Not only did Gibson disregard the fact Blackwell and the majority of her group was made up of Cuesta and Cal Poly college students who had given of their time, made the effort to come to the meeting and had prepared speeches from their hearts. To that point they had sat through an hour and a half of board business and the Weyhrich scholarship presentation. Now it was all-for-not; these youth had been turned away. For some, there was disappointment on their faces; and others, first-timers, were unaware that their basic right to speak had been stripped from them.
Then when the no-brainer, feather in the cap (for both incumbents, Gibson and Supervisor Caren Ray) Pismo Preserve item came before the board, much of the overwhelming support came from some of Nipomo High School’s best and brightest who were allowed to speak for their full three minutes. Underscoring Gibson’s choice of subjects he’d prefer to hear.
Gibson, did ask the board for consensus to direct staff to go on a lengthy goose chase for information and recommendations from the Water Resources Advisory Committee and come back in the future to consider the board’s options related to fracking.

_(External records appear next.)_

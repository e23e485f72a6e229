//! Logger: builds records and routes them to a handler

use super::{
    attr::{collect_attrs, Arg},
    caller::CallSite,
    error::Result,
    handler::Handler,
    metrics::LoggerMetrics,
    record::Record,
    settings::{PathMode, Settings},
    severity::Severity,
    termination,
};
use crate::handlers::ConsoleHandler;
use std::io::Write;
use std::sync::Arc;

pub struct Logger {
    handler: Arc<dyn Handler>,
    settings: Arc<Settings>,
    /// Shared with loggers derived through `with`/`with_group`
    metrics: Arc<LoggerMetrics>,
}

impl Logger {
    /// Console logger writing to stderr with default settings.
    #[must_use]
    pub fn new() -> Self {
        Self::builder().build()
    }

    #[must_use]
    pub fn builder() -> LoggerBuilder {
        LoggerBuilder::new()
    }

    /// Logger over a custom handler. `settings` must be the object the handler
    /// consults, so that `set_level` and `set_path_mode` reach it.
    pub fn with_handler(settings: Arc<Settings>, handler: Arc<dyn Handler>) -> Self {
        Self {
            handler,
            settings,
            metrics: Arc::new(LoggerMetrics::new()),
        }
    }

    pub fn set_level(&self, level: Severity) {
        self.settings.set_min_level(level);
    }

    pub fn level(&self) -> Severity {
        self.settings.min_level()
    }

    pub fn set_path_mode(&self, mode: PathMode) {
        self.settings.set_path_mode(mode);
    }

    pub fn path_mode(&self) -> PathMode {
        self.settings.path_mode()
    }

    #[inline]
    pub fn enabled(&self, level: Severity) -> bool {
        self.handler.enabled(level)
    }

    pub fn metrics(&self) -> &LoggerMetrics {
        &self.metrics
    }

    pub fn handler(&self) -> &Arc<dyn Handler> {
        &self.handler
    }

    /// Emit one record at `level`.
    ///
    /// A disabled level returns before the call site, the timestamp or the line
    /// are computed. A write error is counted and returned, never retried.
    #[track_caller]
    pub fn log(&self, level: Severity, message: impl Into<String>, args: &[Arg]) -> Result<()> {
        if !self.handler.enabled(level) {
            return Ok(());
        }

        let record = Record::new(level, message, CallSite::caller()).with_args(args);
        self.dispatch(&record)
    }

    /// Hand an already built record to the handler, skipping the gate.
    pub fn dispatch(&self, record: &Record) -> Result<()> {
        match self.handler.handle(record) {
            Ok(()) => {
                self.metrics.record_written();
                Ok(())
            }
            Err(e) => {
                self.metrics.record_write_failure();
                Err(e)
            }
        }
    }

    #[track_caller]
    #[inline]
    pub fn debug(&self, message: impl Into<String>, args: &[Arg]) {
        let _ = self.log(Severity::Debug, message, args);
    }

    #[track_caller]
    #[inline]
    pub fn info(&self, message: impl Into<String>, args: &[Arg]) {
        let _ = self.log(Severity::Info, message, args);
    }

    #[track_caller]
    #[inline]
    pub fn warn(&self, message: impl Into<String>, args: &[Arg]) {
        let _ = self.log(Severity::Warn, message, args);
    }

    #[track_caller]
    #[inline]
    pub fn error(&self, message: impl Into<String>, args: &[Arg]) {
        let _ = self.log(Severity::Error, message, args);
    }

    /// Log at Panic, then unwind the calling thread.
    ///
    /// When Panic is below the configured minimum this does nothing at all and
    /// returns normally.
    #[track_caller]
    pub fn panic(&self, message: impl Into<String>, args: &[Arg]) {
        if !self.enabled(Severity::Panic) {
            return;
        }
        let message = message.into();
        let _ = self.log(Severity::Panic, message.as_str(), args);
        termination::unwind(&message)
    }

    /// Log at Fatal, then exit the process with status 1.
    #[track_caller]
    pub fn fatal(&self, message: impl Into<String>, args: &[Arg]) -> ! {
        let _ = self.log(Severity::Fatal, message, args);
        termination::exit()
    }

    /// Derived logger whose lines carry `args` ahead of each record's own.
    #[must_use]
    pub fn with(&self, args: &[Arg]) -> Logger {
        self.derive(self.handler.with_attrs(collect_attrs(args)))
    }

    /// Derived logger that qualifies later keys with `name.`.
    #[must_use]
    pub fn with_group(&self, name: &str) -> Logger {
        self.derive(self.handler.with_group(name))
    }

    fn derive(&self, handler: Arc<dyn Handler>) -> Logger {
        Self {
            handler,
            settings: Arc::clone(&self.settings),
            metrics: Arc::clone(&self.metrics),
        }
    }
}

impl Default for Logger {
    fn default() -> Self {
        Self::new()
    }
}

/// Builder for a console [`Logger`]
///
/// # Example
///
/// ```
/// use logx::{Logger, PathMode, Severity};
///
/// let logger = Logger::builder()
///     .min_level(Severity::Info)
///     .path_mode(PathMode::Full)
///     .colors(false)
///     .build();
///
/// assert!(!logger.enabled(Severity::Debug));
/// ```
pub struct LoggerBuilder {
    min_level: Severity,
    path_mode: PathMode,
    use_colors: Option<bool>,
    writer: Option<Box<dyn Write + Send>>,
}

impl LoggerBuilder {
    pub fn new() -> Self {
        Self {
            min_level: Severity::Debug,
            path_mode: PathMode::Short,
            use_colors: None,
            writer: None,
        }
    }

    #[must_use]
    pub fn min_level(mut self, level: Severity) -> Self {
        self.min_level = level;
        self
    }

    #[must_use]
    pub fn path_mode(mut self, mode: PathMode) -> Self {
        self.path_mode = mode;
        self
    }

    /// Force colors on or off. Left unset, stderr is colored when it is a
    /// terminal and a custom writer is not.
    #[must_use]
    pub fn colors(mut self, use_colors: bool) -> Self {
        self.use_colors = Some(use_colors);
        self
    }

    /// Write lines to `writer` instead of stderr
    #[must_use]
    pub fn writer(mut self, writer: Box<dyn Write + Send>) -> Self {
        self.writer = Some(writer);
        self
    }

    pub fn build(self) -> Logger {
        let settings = Arc::new(Settings::new(self.min_level, self.path_mode));
        let mut handler = match self.writer {
            Some(writer) => ConsoleHandler::with_writer(Arc::clone(&settings), writer),
            None => ConsoleHandler::new(Arc::clone(&settings)),
        };
        if let Some(use_colors) = self.use_colors {
            handler = handler.with_colors(use_colors);
        }

        Logger::with_handler(settings, Arc::new(handler))
    }
}

impl Default for LoggerBuilder {
    fn default() -> Self {
        Self::new()
    }
}
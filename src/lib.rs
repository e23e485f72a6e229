//! # logx
//!
//! A process-wide console logger with colored single-line output, automatic
//! call-site resolution, and two escalation tiers above `Error`.
//!
//! ## Features
//!
//! - **Six tiers**: Debug, Info, Warn, Error, plus Panic (log, then unwind) and
//!   Fatal (log, then exit with status 1)
//! - **Call sites**: every line shows the file and line of the code that logged,
//!   in full, shortened to the file name, or not at all
//! - **Attributes**: ` key=value` pairs after the message
//! - **`log` facade**: optional bridge so `log::info!` lands in the same output
//!
//! ```text
//! 14:02:11 [main.rs:42][WARN]: disk almost full free=1024
//! ```
//!
//! ## Example
//!
//! ```
//! use logx::{PathMode, Severity};
//!
//! logx::set_level(Severity::Info);
//! logx::set_path_mode(PathMode::Short);
//!
//! logx::debug("hidden", &[]);
//! logx::info("user logged in", &["user".into(), "alice".into(), "attempt".into(), 3.into()]);
//! ```

#[cfg(feature = "log-bridge")]
pub mod bridge;
pub mod core;
pub mod global;
pub mod handlers;
pub mod macros;

pub mod prelude {
    pub use crate::core::{
        Arg, Attr, CallSite, Handler, Logger, LoggerBuilder, LoggerError, PathMode, Record,
        Result, Severity, Value,
    };
    pub use crate::global::GlobalLogger;
    pub use crate::handlers::ConsoleHandler;
}

#[cfg(feature = "log-bridge")]
pub use crate::bridge::{init_log_bridge, LogBridge};
pub use crate::core::{
    Arg, Attr, CallSite, Handler, LineFormatter, Logger, LoggerBuilder, LoggerError,
    LoggerMetrics, PathMode, Record, Result, Settings, Severity, Value, BAD_KEY,
};
pub use crate::global::{
    debug, error, fatal, info, level, logger, panic_log, path_mode, set_level, set_path_mode,
    warn, GlobalLogger,
};
pub use crate::handlers::ConsoleHandler;
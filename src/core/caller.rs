//! Call-site resolution
//!
//! Every function between a public entry point and [`CallSite::caller`] is
//! `#[track_caller]`, so the captured location is the first frame outside the
//! logger. No runtime stack walk happens and no frame is ever skipped by name.
//!
//! Untracked hops per entry point:
//!
//! | entry point                                   | untracked hops |
//! |-----------------------------------------------|----------------|
//! | `logx::debug` .. `logx::fatal`                | 0              |
//! | `debug!` .. `fatal!`, `log!` macros           | 0              |
//! | `Logger::log` and the tier methods            | 0              |
//! | `log` crate macros through the bridge         | n/a, the `log` record carries file and line |
//!
//! A new entry point must keep that count at zero: mark it `#[track_caller]`.

use std::borrow::Cow;
use std::fmt;
use std::panic::Location;
use std::path::Path;

use super::settings::PathMode;

/// File and line of the code that issued a record
#[derive(Debug, Clone, PartialEq, Eq)]
pub enum CallSite {
    Known { file: Cow<'static, str>, line: u32 },
    Unknown,
}

impl CallSite {
    /// Location of the nearest caller that is not `#[track_caller]`.
    #[track_caller]
    #[inline]
    pub fn caller() -> Self {
        Self::from(Location::caller())
    }

    /// Build from optional parts, as handed over by foreign records.
    pub fn from_parts(file: Option<&str>, line: Option<u32>) -> Self {
        match (file, line) {
            (Some(file), Some(line)) if !file.is_empty() => CallSite::Known {
                file: Cow::Owned(file.to_string()),
                line,
            },
            _ => CallSite::Unknown,
        }
    }

    pub fn file(&self) -> &str {
        match self {
            CallSite::Known { file, .. } => file,
            CallSite::Unknown => "unknown",
        }
    }

    pub fn line(&self) -> u32 {
        match self {
            CallSite::Known { line, .. } => *line,
            CallSite::Unknown => 0,
        }
    }

    /// `file:line` as shown for the given mode, `None` when the mode hides it.
    pub fn render(&self, mode: PathMode) -> Option<String> {
        match mode {
            PathMode::Absent => None,
            PathMode::Full => Some(self.to_string()),
            PathMode::Short => Some(format!("{}:{}", self.short_file(), self.line())),
        }
    }

    fn short_file(&self) -> &str {
        match self {
            CallSite::Known { file, .. } => {
                let file: &str = file;
                Path::new(file)
                    .file_name()
                    .and_then(|name| name.to_str())
                    .unwrap_or(file)
            }
            CallSite::Unknown => self.file(),
        }
    }
}

impl From<&'static Location<'static>> for CallSite {
    fn from(location: &'static Location<'static>) -> Self {
        CallSite::Known {
            file: Cow::Borrowed(location.file()),
            line: location.line(),
        }
    }
}

impl fmt::Display for CallSite {
    fn fmt(&self, f: &mut fmt::Formatter<'_>) -> fmt::Result {
        write!(f, "{}:{}", self.file(), self.line())
    }
}
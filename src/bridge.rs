//! Bridge from the `log` crate facade
//!
//! Once installed, `log::info!` and friends anywhere in the process end up in a
//! [`GlobalLogger`], with the file and line the `log` macros recorded and their
//! key/values as attributes. `log` has no tier below Debug, so Trace maps to Debug.

use crate::core::{Attr, CallSite, LoggerError, Record, Result, Severity, Value};
use crate::global::{GlobalLogger, DEFAULT};
use log::kv;
use log::{LevelFilter, Log, Metadata};

pub struct LogBridge {
    global: &'static GlobalLogger,
}

impl LogBridge {
    pub const fn new(global: &'static GlobalLogger) -> Self {
        Self { global }
    }

    /// Register as the process-wide `log` logger. Fails if one is already set.
    pub fn install(&'static self) -> Result<()> {
        log::set_logger(self).map_err(|e| LoggerError::bridge_install(e.to_string()))?;
        log::set_max_level(LevelFilter::Trace);
        Ok(())
    }
}

static DEFAULT_BRIDGE: LogBridge = LogBridge::new(&DEFAULT);

/// Route the `log` facade into the process-wide logger.
pub fn init_log_bridge() -> Result<()> {
    DEFAULT_BRIDGE.install()
}

pub fn severity_of(level: log::Level) -> Severity {
    match level {
        log::Level::Error => Severity::Error,
        log::Level::Warn => Severity::Warn,
        log::Level::Info => Severity::Info,
        log::Level::Debug | log::Level::Trace => Severity::Debug,
    }
}

impl Log for LogBridge {
    fn enabled(&self, metadata: &Metadata) -> bool {
        self.global.get().enabled(severity_of(metadata.level()))
    }

    fn log(&self, record: &log::Record) {
        let logger = self.global.get();
        let level = severity_of(record.level());
        if !logger.enabled(level) {
            return;
        }

        let mut collector = AttrCollector::default();
        let _ = record.key_values().visit(&mut collector);

        let call_site = CallSite::from_parts(record.file(), record.line());
        let entry = Record::new(level, record.args().to_string(), call_site).with_attrs(collector.attrs);
        let _ = logger.dispatch(&entry);
    }

    fn flush(&self) {}
}

#[derive(Default)]
struct AttrCollector {
    attrs: Vec<Attr>,
}

impl<'kvs> kv::VisitSource<'kvs> for AttrCollector {
    fn visit_pair(&mut self, key: kv::Key<'kvs>, value: kv::Value<'kvs>) -> std::result::Result<(), kv::Error> {
        self.attrs.push(Attr::new(key.as_str(), convert(&value)));
        Ok(())
    }
}

fn convert(value: &kv::Value<'_>) -> Value {
    if let Some(i) = value.to_i64() {
        Value::Int(i)
    } else if let Some(u) = value.to_u64() {
        Value::Uint(u)
    } else if let Some(b) = value.to_bool() {
        Value::Bool(b)
    } else {
        Value::display(value)
    }
}
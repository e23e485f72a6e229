//! Console handler implementation

use crate::core::{
    format::render_attrs, Attr, Handler, LineFormatter, Record, Result, Settings, Severity,
};
use parking_lot::Mutex;
use std::env;
use std::io::{self, IsTerminal, Write};
use std::sync::Arc;

/// Output shared by a handler and everything derived from it
pub type SharedWriter = Arc<Mutex<Box<dyn Write + Send>>>;

/// Writes colored single-line records to stderr, or to any writer
///
/// Every line goes out in one `write_all` under the writer lock, so lines from
/// concurrent callers never interleave.
#[derive(Clone)]
pub struct ConsoleHandler {
    settings: Arc<Settings>,
    writer: SharedWriter,
    formatter: LineFormatter,
    /// Key qualifier accumulated through `with_group`
    prefix: String,
    /// Attributes from `with_attrs`, already rendered
    context: String,
}

impl ConsoleHandler {
    /// Handler on stderr, colored when [`stderr_colors`] says so
    pub fn new(settings: Arc<Settings>) -> Self {
        Self::with_writer(settings, Box::new(io::stderr())).with_colors(stderr_colors())
    }

    /// Handler on an arbitrary writer, uncolored until [`with_colors`](Self::with_colors)
    pub fn with_writer(settings: Arc<Settings>, writer: Box<dyn Write + Send>) -> Self {
        Self {
            settings,
            writer: Arc::new(Mutex::new(writer)),
            formatter: LineFormatter::new(false),
            prefix: String::new(),
            context: String::new(),
        }
    }

    /// Enable or disable ANSI colors
    #[must_use]
    pub fn with_colors(mut self, use_colors: bool) -> Self {
        self.formatter = LineFormatter::new(use_colors);
        self
    }

    pub fn settings(&self) -> &Arc<Settings> {
        &self.settings
    }
}

/// Whether lines written to stderr should carry ANSI colors.
///
/// `CLICOLOR_FORCE` (anything but `0`) forces them on, a non-empty `NO_COLOR`
/// turns them off, otherwise they follow whether stderr is a terminal.
pub fn stderr_colors() -> bool {
    color_choice(
        io::stderr().is_terminal(),
        env::var_os("NO_COLOR").is_some_and(|v| !v.is_empty()),
        env::var_os("CLICOLOR_FORCE").is_some_and(|v| v != "0"),
    )
}

fn color_choice(is_terminal: bool, no_color: bool, force: bool) -> bool {
    force || (is_terminal && !no_color)
}

impl Handler for ConsoleHandler {
    fn enabled(&self, level: Severity) -> bool {
        self.settings.enabled(level)
    }

    fn handle(&self, record: &Record) -> Result<()> {
        let mut attrs = self.context.clone();
        attrs.push_str(&render_attrs(&record.attrs, &self.prefix));

        let line = self
            .formatter
            .format(record, self.settings.path_mode(), &attrs);

        let mut writer = self.writer.lock();
        writer.write_all(line.as_bytes())?;
        writer.flush()?;
        Ok(())
    }

    fn with_attrs(&self, attrs: Vec<Attr>) -> Arc<dyn Handler> {
        let mut handler = self.clone();
        handler.context.push_str(&render_attrs(&attrs, &self.prefix));
        Arc::new(handler)
    }

    fn with_group(&self, name: &str) -> Arc<dyn Handler> {
        let mut handler = self.clone();
        if !name.is_empty() {
            handler.prefix.push_str(name);
            handler.prefix.push('.');
        }
        Arc::new(handler)
    }

    fn name(&self) -> &str {
        "console"
    }
}
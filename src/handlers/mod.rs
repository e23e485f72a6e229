//! Handler implementations

pub mod console;

pub use console::{stderr_colors, ConsoleHandler, SharedWriter};

pub use crate::core::Handler;
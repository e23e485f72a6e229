//! Line rendering
//!
//! ```text
//! 14:02:11 [main.rs:42][WARN]: disk almost full free=1024
//! ```
//!
//! The timestamp, call site and level label are bold white; the message and its
//! attributes use the level color. Escape codes are written whenever the
//! formatter is built with colors; the handler decides that for its stream.

use super::attr::Attr;
use super::record::Record;
use super::settings::PathMode;
use colored::Color;
use std::fmt::Write;

pub const TIME_FORMAT: &str = "%H:%M:%S";

/// Renders records into newline-terminated lines
#[derive(Debug, Clone, Copy)]
pub struct LineFormatter {
    use_colors: bool,
}

impl LineFormatter {
    pub fn new(use_colors: bool) -> Self {
        Self { use_colors }
    }

    /// Render `record`, followed by the already rendered attribute text.
    pub fn format(&self, record: &Record, mode: PathMode, attrs: &str) -> String {
        let time = record.time.format(TIME_FORMAT);
        let label = record.level.label();

        let header = match record.call_site.render(mode) {
            Some(site) => format!("{} [{}][{}]:", time, site, label),
            None => format!("{} [{}]:", time, label),
        };
        let body = format!(" {}{}", record.message, attrs);

        if self.use_colors {
            format!(
                "{}{}\n",
                paint(&header, Color::BrightWhite),
                paint(&body, record.level.color())
            )
        } else {
            format!("{}{}\n", header, body)
        }
    }
}

/// Bold foreground color
fn paint(text: &str, color: Color) -> String {
    format!("\x1b[1;{}m{}\x1b[0m", color.to_fg_str(), text)
}

/// Render attributes as ` key=value` tokens, keys qualified with `prefix`.
///
/// Values stored under the bad-key sentinel are written bare. An empty slice
/// renders as an empty string.
pub fn render_attrs(attrs: &[Attr], prefix: &str) -> String {
    let mut out = String::new();
    for attr in attrs {
        let value = escape(&attr.value.to_string());
        let _ = if attr.is_bad_key() {
            write!(out, " {}", value)
        } else {
            write!(out, " {}{}={}", prefix, attr.key, value)
        };
    }
    out
}

fn escape(value: &str) -> String {
    if value.contains(['\n', '\r', '\t']) {
        value
            .replace('\n', "\\n")
            .replace('\r', "\\r")
            .replace('\t', "\\t")
    } else {
        value.to_string()
    }
}
//! In-place element transforms.
//!
//! [`for_each_in_place`] is the general form; [`double_in_place`] and
//! [`try_double_in_place`] are the doubling transform built on top of it.

use crate::error::SequenceError;

/// Integer types whose values can be doubled.
///
/// Implemented for every primitive signed and unsigned integer type.
pub trait Doubling: Copy {
    /// Returns `self * 2` with the ordinary arithmetic overflow behaviour of
    /// the type (panics in debug builds, wraps in release builds).
    fn doubled(self) -> Self;

    /// Returns `self * 2`, or `None` if the result does not fit in `Self`.
    fn checked_doubled(self) -> Option<Self>;
}

macro_rules! impl_doubling {
    ($($integer:ty),* $(,)?) => {
        $(
            impl Doubling for $integer {
                #[inline]
                fn doubled(self) -> Self {
                    self * 2
                }

                #[inline]
                fn checked_doubled(self) -> Option<Self> {
                    self.checked_mul(2)
                }
            }
        )*
    };
}

impl_doubling!(i8, i16, i32, i64, i128, isize, u8, u16, u32, u64, u128, usize);

/// Applies `function` to every element of `sequence`, front to back.
///
/// # Examples
///
/// ```rust
/// use seqkit::sequence::for_each_in_place;
///
/// let mut values = vec![1, 2, 3];
/// for_each_in_place(&mut values, |value| *value += 10);
/// assert_eq!(values, vec![11, 12, 13]);
/// ```
#[inline]
pub fn for_each_in_place<T, F>(sequence: &mut [T], function: F)
where
    F: FnMut(&mut T),
{
    sequence.iter_mut().for_each(function);
}

/// Doubles every element of `sequence` in place.
///
/// Order and length are preserved; zero stays zero and negative values stay
/// negative.
///
/// # Panics
///
/// In debug builds, panics if doubling an element overflows its type, like
/// the `*` operator. Use [`try_double_in_place`] to detect overflow instead.
///
/// # Examples
///
/// ```rust
/// use seqkit::sequence::double_in_place;
///
/// let mut values = vec![0, -3, 21];
/// double_in_place(&mut values);
/// assert_eq!(values, vec![0, -6, 42]);
/// ```
#[inline]
pub fn double_in_place<T: Doubling>(sequence: &mut [T]) {
    for_each_in_place(sequence, |value| *value = value.doubled());
}

/// Doubles every element of `sequence` in place, or reports overflow.
///
/// All elements are checked before any is written. On overflow the sequence
/// is left exactly as it was.
///
/// # Errors
///
/// Returns [`SequenceError::DoublingOverflow`] with the index of the first
/// element whose doubled value does not fit in `T`.
///
/// # Examples
///
/// ```rust
/// use seqkit::SequenceError;
/// use seqkit::sequence::try_double_in_place;
///
/// let mut values = vec![1_i8, 100, 2];
/// assert_eq!(
///     try_double_in_place(&mut values),
///     Err(SequenceError::DoublingOverflow { index: 1 })
/// );
/// assert_eq!(values, vec![1, 100, 2]);
/// ```
pub fn try_double_in_place<T: Doubling>(sequence: &mut [T]) -> Result<(), SequenceError> {
    if let Some(index) = sequence
        .iter()
        .position(|value| value.checked_doubled().is_none())
    {
        tracing::debug!(index, length = sequence.len(), "rejected doubling: overflow");
        return Err(SequenceError::DoublingOverflow { index });
    }

    double_in_place(sequence);
    Ok(())
}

“Dr. Gibson” is a devoted oil man; retired comfortably from his first career doing research in exploration seismology for the oil industry. Many of his personal investments have been in oil company stock. Gibson is the county’s representative on the Independent Peer Review Panel for Diablo Canyon; PG&E’s nuclear power plant and is reimbursed for his travel and lodging expenses by the California Public Utilities Commission who regulates natural gas (among other things) for his “independent” participation.
Gibson’s support for seismic testing, and obsession with a larger oil industry boat in which to perform the environmentally earth damaging process is well documented. Seismic testing has parallel risks to hydraulic fracturing (underground oil well stimulation) that may also trigger earthquakes. This softball direction to staff was for the benefit of the cameras. Do not be fooled, Gibson’s allegiance is to the oil industry, not to the protection of the citizens or the water supplies of this county.
If he had supported Ms. Blackwell’s efforts he would have directed staff to craft or amend the draft ordinance she had presented to vote on the coming weeks. Seasoned activists, including myself, remain incensed that Gibson would go to such great lengths for the photo-op with some of our county’s youth and within minutes dash democracy for another, equally important, group of our county’s best and brightest youth.
It’s easy to blame Gibson as chairman of the board for this inequitable misstep, I do and he should be held accountable. Additional accountability is expected of the other four supervisors; they are Gibson’s equals. Each is elected to serve the public, and obligated to put Gibson in his place in order to see that the public, all of the public, is heard.
Gibson lost my vote a long time ago. Don’t give him yours.